Data items
——

//! Container file layout.
//!
//! ```text
//! header   [magic "SOBIO"][frozen u8][version u16][root position u64]
//! data     [size u64][bytes]
//! group    [count u64][child offset u64]*
//! ```
//!
//! A child offset with the MSB set points at a data block, otherwise at a
//! group. Every directory is a group whose child 0 is its index block,
//! followed by one child per entry in index order.

use std::io::{Cursor, Read};

use byteorder::{LittleEndian, ReadBytesExt, WriteBytesExt};

use crate::io::data_type::DataType;
use crate::io::traits::EntryType;
use crate::util::{Error, InternedString, Result};

/// Magic bytes at the start of a container file.
pub const MAGIC: &[u8; 5] = b"SOBIO";

/// Size of the file header in bytes.
pub const HEADER_SIZE: usize = 16;

/// Offset of the frozen flag in the header.
pub const FROZEN_OFFSET: usize = 5;

/// Offset of the version in the header.
pub const VERSION_OFFSET: usize = 6;

/// Offset of the root group position in the header.
pub const ROOT_POS_OFFSET: usize = 8;

/// Current format version.
pub const CURRENT_VERSION: u16 = 1;

/// Frozen flag value once the file has been closed cleanly.
pub const FROZEN_FLAG: u8 = 0xFF;

/// Frozen flag value while the file is still being written.
pub const NOT_FROZEN_FLAG: u8 = 0x00;

/// MSB set marks a data child.
pub const DATA_FLAG: u64 = 1 << 63;

/// Mask to extract the position from a child offset.
pub const OFFSET_MASK: u64 = !DATA_FLAG;

#[inline]
pub const fn is_data_offset(offset: u64) -> bool {
    offset & DATA_FLAG != 0
}

#[inline]
pub const fn extract_offset(offset: u64) -> u64 {
    offset & OFFSET_MASK
}

#[inline]
pub const fn make_group_offset(pos: u64) -> u64 {
    pos & OFFSET_MASK
}

#[inline]
pub const fn make_data_offset(pos: u64) -> u64 {
    pos | DATA_FLAG
}

/// Build the 16-byte header.
pub fn header(frozen: bool, root_pos: u64) -> [u8; HEADER_SIZE] {
    let mut h = [0u8; HEADER_SIZE];
    h[..5].copy_from_slice(MAGIC);
    h[FROZEN_OFFSET] = if frozen { FROZEN_FLAG } else { NOT_FROZEN_FLAG };
    h[VERSION_OFFSET..VERSION_OFFSET + 2].copy_from_slice(&CURRENT_VERSION.to_le_bytes());
    h[ROOT_POS_OFFSET..].copy_from_slice(&root_pos.to_le_bytes());
    h
}

const FLAG_COMPRESSED: u8 = 1;
const FLAG_ARRAY: u8 = 2;

/// One row of a directory index block.
#[derive(Clone, Debug, PartialEq)]
pub struct IndexEntry {
    pub name: InternedString,
    pub entry_type: EntryType,
    pub data_type: Option<DataType>,
    pub array_length: Option<usize>,
    pub compressed: bool,
}

/// Encode a directory index.
pub fn encode_index(entries: &[IndexEntry]) -> Vec<u8> {
    let mut out = Vec::new();
    // Writes into a Vec cannot fail.
    let _ = write_index(&mut out, entries);
    out
}

fn write_index(out: &mut Vec<u8>, entries: &[IndexEntry]) -> std::io::Result<()> {
    out.write_u32::<LittleEndian>(entries.len() as u32)?;
    for e in entries {
        out.write_u32::<LittleEndian>(e.name.len() as u32)?;
        out.extend_from_slice(e.name.as_bytes());
        match e.entry_type {
            EntryType::Directory => {
                out.write_u8(0)?;
                out.write_u8(0)?;
                out.write_u8(0)?;
                out.write_u64::<LittleEndian>(0)?;
            }
            EntryType::File => {
                let mut flags = 0u8;
                if e.compressed {
                    flags |= FLAG_COMPRESSED;
                }
                if e.array_length.is_some() {
                    flags |= FLAG_ARRAY;
                }
                out.write_u8(1)?;
                out.write_u8(e.data_type.map(|d| d.code()).unwrap_or(0))?;
                out.write_u8(flags)?;
                out.write_u64::<LittleEndian>(e.array_length.unwrap_or(0) as u64)?;
            }
        }
    }
    Ok(())
}

/// Decode a directory index.
pub fn decode_index(bytes: &[u8]) -> Result<Vec<IndexEntry>> {
    let mut r = Cursor::new(bytes);
    let count = r.read_u32::<LittleEndian>()? as usize;
    let mut entries = Vec::with_capacity(count.min(bytes.len()));
    for _ in 0..count {
        let len = r.read_u32::<LittleEndian>()? as usize;
        if len > bytes.len() {
            return Err(Error::invalid(format!("index name length {} exceeds block", len)));
        }
        let mut name = vec![0u8; len];
        r.read_exact(&mut name)?;
        let name = InternedString::new(&String::from_utf8(name)?);
        let kind = r.read_u8()?;
        let code = r.read_u8()?;
        let flags = r.read_u8()?;
        let array_length = r.read_u64::<LittleEndian>()? as usize;
        let entry = match kind {
            0 => IndexEntry {
                name,
                entry_type: EntryType::Directory,
                data_type: None,
                array_length: None,
                compressed: false,
            },
            1 => IndexEntry {
                name,
                entry_type: EntryType::File,
                data_type: Some(DataType::from_code(code)?),
                array_length: (flags & FLAG_ARRAY != 0).then_some(array_length),
                compressed: flags & FLAG_COMPRESSED != 0,
            },
            other => return Err(Error::invalid(format!("unknown entry kind {}", other))),
        };
        entries.push(entry);
    }
    Ok(entries)
}

#[cfg(test)]
mod tests {
    use super::*;
    use crate::io::ValueKind;

    #[test]
    fn test_offsets() {
        let group = make_group_offset(0x1234);
        assert!(!is_data_offset(group));
        assert_eq!(extract_offset(group), 0x1234);

        let data = make_data_offset(0x5678);
        assert!(is_data_offset(data));
        assert_eq!(extract_offset(data), 0x5678);
        assert_eq!(data, 0x8000_0000_0000_5678);
    }

    #[test]
    fn test_header_layout() {
        let h = header(true, 0x10);
        assert_eq!(&h[..5], MAGIC);
        assert_eq!(h[FROZEN_OFFSET], FROZEN_FLAG);
        assert_eq!(u16::from_le_bytes([h[6], h[7]]), CURRENT_VERSION);
        assert_eq!(h[8], 0x10);
    }

    #[test]
    fn test_index_round_trip() {
        let entries = vec![
            IndexEntry {
                name: "children".into(),
                entry_type: EntryType::Directory,
                data_type: None,
                array_length: None,
                compressed: false,
            },
            IndexEntry {
                name: "P".into(),
                entry_type: EntryType::File,
                data_type: Some(DataType::array(ValueKind::Float)),
                array_length: Some(12),
                compressed: true,
            },
            IndexEntry {
                name: "ioVersion".into(),
                entry_type: EntryType::File,
                data_type: Some(DataType::scalar(ValueKind::UInt)),
                array_length: None,
                compressed: false,
            },
        ];
        assert_eq!(decode_index(&encode_index(&entries)).unwrap(), entries);
    }

    #[test]
    fn test_truncated_index() {
        let bytes = encode_index(&[IndexEntry {
            name: "x".into(),
            entry_type: EntryType::Directory,
            data_type: None,
            array_length: None,
            compressed: false,
        }]);
        assert!(decode_index(&bytes[..bytes.len() - 1]).is_err());
    }
}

——

Pull each line containing the word "Cursor" out of the data above.

use std::io::{Cursor, Read};
    let mut r = Cursor::new(bytes);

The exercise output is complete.